What the task asks: Select the lines of the records containing the word "struct" and list them.

━━━ Supplied material

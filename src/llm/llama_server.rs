use std::time::Duration;

use async_trait::async_trait;
use reqwest::Client;
use serde::Deserialize;
use serde_json::{json, Value};

use super::backend::TextBackend;
use super::decoding::DecodingParams;
use super::error::GenerationError;

/// llama.cpp `llama-server` native `/completion` endpoint.
#[derive(Clone)]
pub struct LlamaServerBackend {
    base_url: String,
    model: String,
    client: Client,
}

#[derive(Deserialize)]
struct CompletionResponse {
    #[serde(default)]
    content: String,
}

impl LlamaServerBackend {
    pub fn new(base_url: &str, model: &str, timeout: Duration) -> Result<Self, GenerationError> {
        let client = Client::builder()
            .timeout(timeout)
            .build()
            .map_err(|e| GenerationError::Backend(e.to_string()))?;
        Ok(Self {
            base_url: base_url.trim_end_matches('/').to_string(),
            model: model.to_string(),
            client,
        })
    }

    fn body(prompt: &str, params: &DecodingParams) -> Value {
        let mut body = json!({
            "prompt": prompt,
            "n_predict": params.max_new_tokens,
            "temperature": params.effective_temperature(),
            "cache_prompt": true,
            "stream": false,
        });
        if let Some(obj) = body.as_object_mut() {
            if params.do_sample {
                if let Some(p) = params.top_p {
                    obj.insert("top_p".to_string(), json!(p));
                }
                if let Some(k) = params.top_k {
                    obj.insert("top_k".to_string(), json!(k));
                }
            } else {
                obj.insert("top_k".to_string(), json!(1));
            }
            if let Some(penalty) = params.repeat_penalty {
                obj.insert("repeat_penalty".to_string(), json!(penalty));
            }
        }
        body
    }
}

#[async_trait]
impl TextBackend for LlamaServerBackend {
    fn name(&self) -> &str {
        "llama_server"
    }

    fn model(&self) -> &str {
        &self.model
    }

    async fn health_check(&self) -> Result<bool, GenerationError> {
        let url = format!("{}/health", self.base_url);
        match self.client.get(&url).send().await {
            Ok(resp) => Ok(resp.status().is_success()),
            Err(_) => Ok(false),
        }
    }

    async fn complete(&self, prompt: &str, params: &DecodingParams) -> Result<String, GenerationError> {
        let url = format!("{}/completion", self.base_url);
        let res = self
            .client
            .post(&url)
            .json(&Self::body(prompt, params))
            .send()
            .await
            .map_err(|e| GenerationError::Backend(e.to_string()))?;

        if !res.status().is_success() {
            let status = res.status().as_u16();
            let body = res.text().await.unwrap_or_default();
            return Err(GenerationError::Rejected { status, body });
        }

        let payload: CompletionResponse = res
            .json()
            .await
            .map_err(|e| GenerationError::Backend(format!("invalid response: {}", e)))?;
        Ok(payload.content)
    }
}

#[cfg(test)]
mod tests {
    use super::*;

    #[test]
    fn request_body_uses_native_field_names() {
        let body = LlamaServerBackend::body("hi", &DecodingParams::greedy(16));
        assert_eq!(body["prompt"], "hi");
        assert_eq!(body["n_predict"], json!(16));
        assert_eq!(body["top_k"], json!(1));
        assert_eq!(body["stream"], json!(false));
    }
}
use std::collections::HashMap;
use std::sync::Arc;

use async_trait::async_trait;
use tokio::sync::{Mutex, RwLock};

use super::store::{SessionError, SessionStore};
use super::types::{Session, Turn};

type TurnLog = Arc<Mutex<Vec<Turn>>>;

/// Process-lifetime store. Each session owns its own lock, so appends on
/// different keys never wait on each other beyond the brief map lookup.
#[derive(Default)]
pub struct InMemorySessionStore {
    sessions: RwLock<HashMap<String, TurnLog>>,
}

impl InMemorySessionStore {
    pub fn new() -> Self {
        Self::default()
    }

    async fn log_for(&self, key: &str) -> TurnLog {
        if let Some(log) = self.sessions.read().await.get(key) {
            return log.clone();
        }
        let mut sessions = self.sessions.write().await;
        sessions
            .entry(key.to_string())
            .or_insert_with(|| Arc::new(Mutex::new(Vec::new())))
            .clone()
    }

    async fn existing_log(&self, key: &str) -> Option<TurnLog> {
        self.sessions.read().await.get(key).cloned()
    }
}

#[async_trait]
impl SessionStore for InMemorySessionStore {
    async fn get_or_create(&self, key: &str) -> Result<Session, SessionError> {
        let log = self.log_for(key).await;
        let turns = log.lock().await.clone();
        Ok(Session {
            key: key.to_string(),
            turns,
        })
    }

    async fn append(&self, key: &str, turn: Turn) -> Result<(), SessionError> {
        let log = self.log_for(key).await;
        log.lock().await.push(turn);
        Ok(())
    }

    async fn history(&self, key: &str, max_turns: Option<usize>) -> Result<Vec<Turn>, SessionError> {
        let Some(log) = self.existing_log(key).await else {
            return Ok(Vec::new());
        };
        let turns = log.lock().await;
        let start = match max_turns {
            Some(limit) => turns.len().saturating_sub(limit),
            None => 0,
        };
        Ok(turns[start..].to_vec())
    }

    async fn delete(&self, key: &str) -> Result<bool, SessionError> {
        Ok(self.sessions.write().await.remove(key).is_some())
    }

    async fn count(&self) -> Result<usize, SessionError> {
        Ok(self.sessions.read().await.len())
    }

    fn name(&self) -> &str {
        "memory"
    }
}

#[cfg(test)]
mod tests {
    use super::*;
    use crate::session::Role;

    #[tokio::test]
    async fn nth_append_is_nth_in_history() {
        let store = InMemorySessionStore::new();
        for i in 0..5 {
            store
                .append("s", Turn::user(format!("m{}", i)))
                .await
                .expect("append");
        }
        let history = store.history("s", None).await.expect("history");
        let contents: Vec<_> = history.iter().map(|t| t.content.as_str()).collect();
        assert_eq!(contents, vec!["m0", "m1", "m2", "m3", "m4"]);
    }

    #[tokio::test]
    async fn windowed_history_returns_most_recent_oldest_first() {
        let store = InMemorySessionStore::new();
        for i in 0..10 {
            store
                .append("s", Turn::user(format!("m{}", i)))
                .await
                .expect("append");
        }
        let window = store.history("s", Some(6)).await.expect("history");
        assert_eq!(window.len(), 6);
        assert_eq!(window.first().map(|t| t.content.as_str()), Some("m4"));
        assert_eq!(window.last().map(|t| t.content.as_str()), Some("m9"));

        let all = store.history("s", None).await.expect("history");
        assert_eq!(all.len(), 10);
    }

    #[tokio::test]
    async fn sessions_are_isolated() {
        let store = InMemorySessionStore::new();
        store.append("a", Turn::user("for a")).await.expect("append");
        store.append("b", Turn::assistant("for b")).await.expect("append");

        let a = store.history("a", None).await.expect("history");
        let b = store.history("b", None).await.expect("history");
        assert_eq!(a.len(), 1);
        assert_eq!(a[0].content, "for a");
        assert_eq!(b.len(), 1);
        assert_eq!(b[0].role, Role::Assistant);
    }

    #[tokio::test]
    async fn get_or_create_is_lazy_and_history_does_not_create() {
        let store = InMemorySessionStore::new();
        assert!(store.history("ghost", Some(3)).await.expect("history").is_empty());
        assert_eq!(store.count().await.expect("count"), 0);

        let session = store.get_or_create("new").await.expect("create");
        assert!(session.turns.is_empty());
        assert_eq!(store.count().await.expect("count"), 1);
    }

    #[tokio::test]
    async fn delete_reports_existence() {
        let store = InMemorySessionStore::new();
        store.append("s", Turn::user("x")).await.expect("append");
        assert!(store.delete("s").await.expect("delete"));
        assert!(!store.delete("s").await.expect("delete"));
        assert!(store.history("s", None).await.expect("history").is_empty());
    }

    #[tokio::test]
    async fn concurrent_appends_on_one_key_are_all_kept() {
        let store = Arc::new(InMemorySessionStore::new());
        let mut handles = Vec::new();
        for i in 0..32 {
            let store = store.clone();
            handles.push(tokio::spawn(async move {
                store
                    .append("shared", Turn::user(format!("m{}", i)))
                    .await
                    .expect("append");
            }));
        }
        for handle in handles {
            handle.await.expect("join");
        }
        assert_eq!(store.history("shared", None).await.expect("history").len(), 32);
    }
}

━━━━━━

Reply:
pub struct LlamaServerBackend {
struct CompletionResponse {
pub struct InMemorySessionStore {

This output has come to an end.